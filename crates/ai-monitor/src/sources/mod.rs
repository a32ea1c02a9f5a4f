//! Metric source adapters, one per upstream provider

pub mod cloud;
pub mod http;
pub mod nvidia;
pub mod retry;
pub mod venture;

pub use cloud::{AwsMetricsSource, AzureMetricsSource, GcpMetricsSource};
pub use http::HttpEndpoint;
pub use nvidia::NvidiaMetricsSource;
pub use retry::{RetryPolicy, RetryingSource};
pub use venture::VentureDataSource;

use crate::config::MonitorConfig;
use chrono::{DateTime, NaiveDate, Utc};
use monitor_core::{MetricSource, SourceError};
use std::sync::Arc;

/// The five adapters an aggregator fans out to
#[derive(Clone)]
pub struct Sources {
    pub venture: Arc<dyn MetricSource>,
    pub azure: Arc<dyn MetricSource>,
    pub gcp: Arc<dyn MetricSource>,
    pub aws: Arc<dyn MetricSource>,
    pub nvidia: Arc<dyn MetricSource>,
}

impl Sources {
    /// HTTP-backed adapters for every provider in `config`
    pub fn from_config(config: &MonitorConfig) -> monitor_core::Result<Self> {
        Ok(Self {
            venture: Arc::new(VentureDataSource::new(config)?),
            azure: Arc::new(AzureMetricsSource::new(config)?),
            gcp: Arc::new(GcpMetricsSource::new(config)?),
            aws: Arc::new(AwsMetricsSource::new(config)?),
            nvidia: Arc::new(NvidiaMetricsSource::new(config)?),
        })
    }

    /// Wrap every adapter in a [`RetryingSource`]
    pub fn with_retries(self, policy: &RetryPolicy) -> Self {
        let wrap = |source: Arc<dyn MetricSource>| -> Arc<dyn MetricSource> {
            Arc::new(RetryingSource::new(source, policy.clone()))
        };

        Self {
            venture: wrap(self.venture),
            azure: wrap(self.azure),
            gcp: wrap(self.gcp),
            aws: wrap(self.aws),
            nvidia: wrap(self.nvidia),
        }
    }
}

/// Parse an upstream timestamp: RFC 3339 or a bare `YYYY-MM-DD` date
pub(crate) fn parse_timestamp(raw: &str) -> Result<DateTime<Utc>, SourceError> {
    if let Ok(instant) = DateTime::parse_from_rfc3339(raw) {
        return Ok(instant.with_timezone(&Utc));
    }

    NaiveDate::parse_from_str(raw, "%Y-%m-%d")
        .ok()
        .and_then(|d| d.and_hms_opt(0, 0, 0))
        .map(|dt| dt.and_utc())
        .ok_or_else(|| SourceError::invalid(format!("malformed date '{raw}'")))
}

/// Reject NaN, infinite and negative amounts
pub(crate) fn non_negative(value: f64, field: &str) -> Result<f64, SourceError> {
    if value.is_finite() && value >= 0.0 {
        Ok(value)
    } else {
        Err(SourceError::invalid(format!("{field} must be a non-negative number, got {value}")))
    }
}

- - - -

■ **Exercise details**
Provide only the count of lines above in which the word "provider" occurs.

■ **Response**
2